After finding the line with "(self.0 / 60) as u8" in the entries below, retype exactly each line from there through the line with "impl Serialize for", including that final line.

Record set START

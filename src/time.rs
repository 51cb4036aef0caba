use std::fmt;
use std::str::FromStr;

use chrono::{NaiveTime, Timelike};
use serde::{Deserialize, Deserializer, Serialize, Serializer};

use crate::constants::MINUTES_PER_DAY;

/// A connection departure time, stored as minutes since midnight.
///
/// Ordering is numeric, so "9:05" and "09:05" compare equal and sort
/// before "10:00" regardless of how the source file padded them.
#[derive(Debug, Clone, Copy, PartialEq, Eq, PartialOrd, Ord, Hash)]
pub struct DepartureTime(u16);

impl DepartureTime {
    /// Build a departure time from an hour and minute of the day
    #[must_use]
    pub const fn from_hm(hour: u32, minute: u32) -> Option<Self> {
        if hour >= 24 || minute >= 60 {
            return None;
        }
        #[allow(clippy::cast_possible_truncation)]
        let minutes = (hour * 60 + minute) as u16;
        Some(Self(minutes))
    }

    /// Build a departure time from minutes since midnight
    #[must_use]
    pub const fn from_minutes(minutes: u16) -> Option<Self> {
        if minutes >= MINUTES_PER_DAY {
            None
        } else {
            Some(Self(minutes))
        }
    }

    #[must_use]
    pub const fn minutes_since_midnight(self) -> u16 {
        self.0
    }

    /// Hour-of-day component (0-23)
    #[must_use]
    #[allow(clippy::cast_possible_truncation)]
    pub const fn hour(self) -> u8 {
        (self.0 / 60) as u8
    }

    #[must_use]
    #[allow(clippy::cast_possible_truncation)]
    pub const fn minute(self) -> u8 {
        (self.0 % 60) as u8
    }
}

impl From<NaiveTime> for DepartureTime {
    fn from(time: NaiveTime) -> Self {
        // Seconds are dropped; departures are scheduled to the minute
        #[allow(clippy::cast_possible_truncation)]
        let minutes = (time.hour() * 60 + time.minute()) as u16;
        Self(minutes)
    }
}

impl fmt::Display for DepartureTime {
    fn fmt(&self, f: &mut fmt::Formatter<'_>) -> fmt::Result {
        write!(f, "{:02}:{:02}", self.hour(), self.minute())
    }
}

impl FromStr for DepartureTime {
    type Err = chrono::ParseError;

    fn from_str(s: &str) -> Result<Self, Self::Err> {
        parse_departure(s).map(Self::from)
    }
}

impl Serialize for DepartureTime {
    fn serialize<S>(&self, serializer: S) -> Result<S::Ok, S::Error>
    where
        S: Serializer,
    {
        serializer.collect_str(self)
    }
}

impl<'de> Deserialize<'de> for DepartureTime {
    fn deserialize<D>(deserializer: D) -> Result<Self, D::Error>
    where
        D: Deserializer<'de>,
    {
        let s = String::deserialize(deserializer)?;
        s.parse().map_err(serde::de::Error::custom)
    }
}

/// Parse a time string in HH:MM:SS format
///
/// # Errors
///
/// Returns an error if the string cannot be parsed as a valid time in HH:MM:SS format.
pub fn parse_time_hms(s: &str) -> Result<NaiveTime, chrono::ParseError> {
    NaiveTime::parse_from_str(s, "%H:%M:%S")
}

/// Parse a departure time written as `HH:MM` or `HH:MM:SS`.
///
/// The hour may be unpadded (`8:30`), surrounding whitespace is ignored.
///
/// # Errors
///
/// Returns an error if the string matches neither format.
pub fn parse_departure(s: &str) -> Result<NaiveTime, chrono::ParseError> {
    let s = s.trim();
    NaiveTime::parse_from_str(s, "%H:%M").or_else(|_| parse_time_hms(s))
}
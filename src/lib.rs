#![allow(clippy::implicit_hasher)]
#![allow(unknown_lints)]

pub mod constants;
pub mod data;
pub mod dataset;
pub mod filter;
pub mod geometry;
pub mod import;
pub mod logging;
pub mod models;
pub mod render;
pub mod time;

pub use dataset::{Dataset, DatasetStore};
pub use filter::{FilterParams, TimeWindow};
pub use render::{render, RenderOutput};
use std::fmt;

use serde::{Deserialize, Serialize};

use super::sla::{SlaColor, SlaStatus};
use crate::time::DepartureTime;

/// Transport mode of a leg ("AIR", "SURFACE", ...)
///
/// Modes are whatever the legs table contains, so they stay an open set.
#[derive(Debug, Clone, PartialEq, Eq, PartialOrd, Ord, Hash, Serialize, Deserialize)]
#[serde(transparent)]
pub struct Mode(pub String);

impl Mode {
    #[must_use]
    pub fn new(name: impl Into<String>) -> Self {
        Self(name.into())
    }

    #[must_use]
    pub fn as_str(&self) -> &str {
        &self.0
    }
}

impl fmt::Display for Mode {
    fn fmt(&self, f: &mut fmt::Formatter<'_>) -> fmt::Result {
        f.write_str(&self.0)
    }
}

impl From<&str> for Mode {
    fn from(name: &str) -> Self {
        Self::new(name)
    }
}

/// One directed leg of a connection path
#[derive(Debug, Clone, PartialEq, Serialize, Deserialize)]
pub struct ConnectionLeg {
    /// The full named hop sequence this leg belongs to
    pub connection_full_path: String,
    pub origin: String,
    pub dest: String,
    pub departure: DepartureTime,
    pub mode: Mode,
    pub sla: SlaStatus,
    /// Slack in minutes, negative when the connection is already late
    pub buffer_minutes: f64,
}

impl ConnectionLeg {
    #[must_use]
    pub fn sla_color(&self) -> Option<SlaColor> {
        self.sla.color()
    }

    /// Ordered node pair used to group parallel legs
    #[must_use]
    pub fn pair(&self) -> (&str, &str) {
        (&self.origin, &self.dest)
    }

    #[must_use]
    pub fn is_self_loop(&self) -> bool {
        self.origin == self.dest
    }
}
//! # formgate-api
//!
//! HTTP layer for FormGate built on Axum.
//!
//! Provides the form-login endpoints, JSON page descriptors, the gatekeeper
//! and CSRF middleware, request logging, extractors, DTOs, and error mapping.

pub mod app;
pub mod dto;
pub mod error;
pub mod extractors;
pub mod handlers;
pub mod middleware;
pub mod router;
pub mod state;

pub use app::{build_app, run_server};
pub use error::{ApiError, ApiResult};
pub use state::AppState;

Record set END

> Written response:
        (self.0 / 60) as u8
    }

    #[must_use]
    #[allow(clippy::cast_possible_truncation)]
    pub const fn minute(self) -> u8 {
        (self.0 % 60) as u8
    }
}

impl From<NaiveTime> for DepartureTime {
    fn from(time: NaiveTime) -> Self {
        // Seconds are dropped; departures are scheduled to the minute
        #[allow(clippy::cast_possible_truncation)]
        let minutes = (time.hour() * 60 + time.minute()) as u16;
        Self(minutes)
    }
}

impl fmt::Display for DepartureTime {
    fn fmt(&self, f: &mut fmt::Formatter<'_>) -> fmt::Result {
        write!(f, "{:02}:{:02}", self.hour(), self.minute())
    }
}

impl FromStr for DepartureTime {
    type Err = chrono::ParseError;

    fn from_str(s: &str) -> Result<Self, Self::Err> {
        parse_departure(s).map(Self::from)
    }
}

impl Serialize for DepartureTime {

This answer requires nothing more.